Da non sottovalutare l’impatto dei millennials che sul cibo, e dunque anche il bere, focalizzano le loro scelte.

 

Turismo enogastronomico: quei limiti che…ci limitano! L’offerta deve essere adeguata e più accessibile

Non è però tutto oro quel che luccica. Perché a sentire Roberta Garibaldi, autrice del Rapporto Enogastronomico, c’è molto da migliorare a cominciare dai pacchetti per i viaggiatori, fino ad arrivare alla facilitazione delle prenotazioni. Limiti che, ci sembra di capire, ci hanno addirittura penalizzati. Non averli, forse, ci avrebbe portato a dati ancor più significativi.

Il sistema italiano dell’enogastronomia è uno di quelli che più di ogni altro risponde positivamente agli indicatori su cui la ricerca ha rilevato i dati. Parliamo di produzioni d’eccellenza, aziende vitivinicole e olearie, imprese di ristorazione, musei del gusti, birrifici e Città Creative Unesco legate al settore. Eppure su alcune delle richieste dei consumatori non siamo in grado di dare risposti adeguati. Loro, emerge, adorano i food truck. Il cibo da strada è tra i più cercati sul web. E tra le mete predilette ci sono ristoranti e bar storici, ma anche dimore storiche dove si producono quelle eccellenze che hanno voglia di trovare. Altra buona prassi è quella di attivare dei corsi di cucina. L’esperenzialità, in sostanza, si conferma come la tendenza da seguire. E l’offerta si deve adeguare.

 

Turismo enogastronomico: le cantine attirano. Loro però devono “svecchiarsi un po'”…basta un pizzico di fantasia

Guardando alle cantine, la voglia di visitarle c’è. Anzi è certamente una delle esperienze più ricercate. Ma un problema c’è. Siamo “antichi”. Gli enoturisti sono stanchi di camminare tra i filari ascoltando l’esperto che racconta come si lavora in quell’azienda. Si può fare certo, ma meglio se lo si accompagna ad esperienze che stuzzicano curiosità, fantasia, e perché no anche un po’ di competizione.
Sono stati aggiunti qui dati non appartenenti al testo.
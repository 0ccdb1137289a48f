//! Lookup and upsert of fleet records over the collection store.

use std::sync::Arc;

use super::types::{Client, Messenger, Vehicle};
use crate::storage::collection::{load, save};
use crate::storage::{names, CollectionStore, StoreError};

/// Fleet directory.
pub struct FleetDirectory {
    store: Arc<dyn CollectionStore>,
}

impl FleetDirectory {
    pub fn new(store: Arc<dyn CollectionStore>) -> Self {
        Self { store }
    }

    // ========== Messengers ==========

    pub fn messengers(&self) -> Result<Vec<Messenger>, StoreError> {
        load(self.store.as_ref(), names::MESSENGERS)
    }

    pub fn messenger(&self, id: &str) -> Result<Option<Messenger>, StoreError> {
        Ok(self.messengers()?.into_iter().find(|m| m.id == id))
    }

    /// Insert or replace a messenger by id.
    pub fn upsert_messenger(&self, messenger: &Messenger) -> Result<(), StoreError> {
        let mut messengers = self.messengers()?;
        match messengers.iter_mut().find(|m| m.id == messenger.id) {
            Some(existing) => *existing = messenger.clone(),
            None => messengers.push(messenger.clone()),
        }
        save(self.store.as_ref(), names::MESSENGERS, &messengers)
    }

    /// Overwrite the cached point total of one messenger.
    ///
    /// Returns false when the messenger does not exist.
    pub fn set_cached_points(&self, messenger_id: &str, points: i64) -> Result<bool, StoreError> {
        let mut messengers = self.messengers()?;
        let Some(messenger) = messengers.iter_mut().find(|m| m.id == messenger_id) else {
            return Ok(false);
        };
        messenger.points = points;
        save(self.store.as_ref(), names::MESSENGERS, &messengers)?;
        Ok(true)
    }

    // ========== Clients ==========

    pub fn clients(&self) -> Result<Vec<Client>, StoreError> {
        load(self.store.as_ref(), names::CLIENTS)
    }

    pub fn client(&self, id: &str) -> Result<Option<Client>, StoreError> {
        Ok(self.clients()?.into_iter().find(|c| c.id == id))
    }

    pub fn upsert_client(&self, client: &Client) -> Result<(), StoreError> {
        let mut clients = self.clients()?;
        match clients.iter_mut().find(|c| c.id == client.id) {
            Some(existing) => *existing = client.clone(),
            None => clients.push(client.clone()),
        }
        save(self.store.as_ref(), names::CLIENTS, &clients)
    }

    /// Display name of a client, "Unknown" when missing.
    pub fn client_name(&self, id: &str) -> Result<String, StoreError> {
        Ok(self
            .client(id)?
            .map(|c| c.location_name)
            .unwrap_or_else(|| "Unknown".to_string()))
    }

    // ========== Vehicles ==========

    pub fn vehicles(&self) -> Result<Vec<Vehicle>, StoreError> {
        load(self.store.as_ref(), names::VEHICLES)
    }

    pub fn vehicle(&self, id: &str) -> Result<Option<Vehicle>, StoreError> {
        Ok(self.vehicles()?.into_iter().find(|v| v.id == id))
    }

    pub fn upsert_vehicle(&self, vehicle: &Vehicle) -> Result<(), StoreError> {
        let mut vehicles = self.vehicles()?;
        match vehicles.iter_mut().find(|v| v.id == vehicle.id) {
            Some(existing) => *existing = vehicle.clone(),
            None => vehicles.push(vehicle.clone()),
        }
        save(self.store.as_ref(), names::VEHICLES, &vehicles)
    }
}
La Garibaldi in occasione della presentazione del Rapporto, ricorda il Sole 24 Ore, qualche esempio lo ha fatto. Ha citato, ad esempio, la cantina Montgras in Cile. Qui i visitatori partecipano prima ad un quiz e poi sono protagonisti nella spillatura del sidro e del vino dalle botti. In Spagna la cantina Marqués De Riscal, invece, offre, mappa alla mano, la possibilità di scoprire il territorio attraverso percorsi che abbracciano i territori vicini. Il mitico champagne Veuve Cliquot, organizza cacce al tesoro, spettacoli artistici e in omaggio lasciano anche una confezione della bottiglia con la città di provenienza e la distanza da Reims o, ancora un calcio balilla brandizzato.

Insomma, ci si deve ingegnare, investendo quel che si può. La fantasia non ha costo e con quella le opportunità diventano infinite. Si potrebbe giocare con i personaggi famosi del luogo organizzando giochi interattivi e culturalmente validi, o, magari, inventarsi un’escape room come ha fatto un’azienda californiana puntando però sulle suggestioni della vecchia Europa.

 

Un piccolo suggerimento a cantine che fanno ristorazione e luoghi specifici del settore…

Basta menù fissi! Non piacciano. Infastidiscono. Sanno troppo di “menù turistico”. Anche perché il cibo italiano a tavola conquista: l’87% dei tour operator stranieri ne dà un giudizio positivo. Anche qui ci vuole più fantasia. Secondo la Garibaldi buona prassi sarebbe quello di puntare sulla digitalizzazione (e per la cantina Enolò offre servizi integrativi innovativi che potrebbero fare proprio al caso vostro grazie alla sua innovativa Carta dei Vini) e su personale preparato che conosca l’hospitality manager.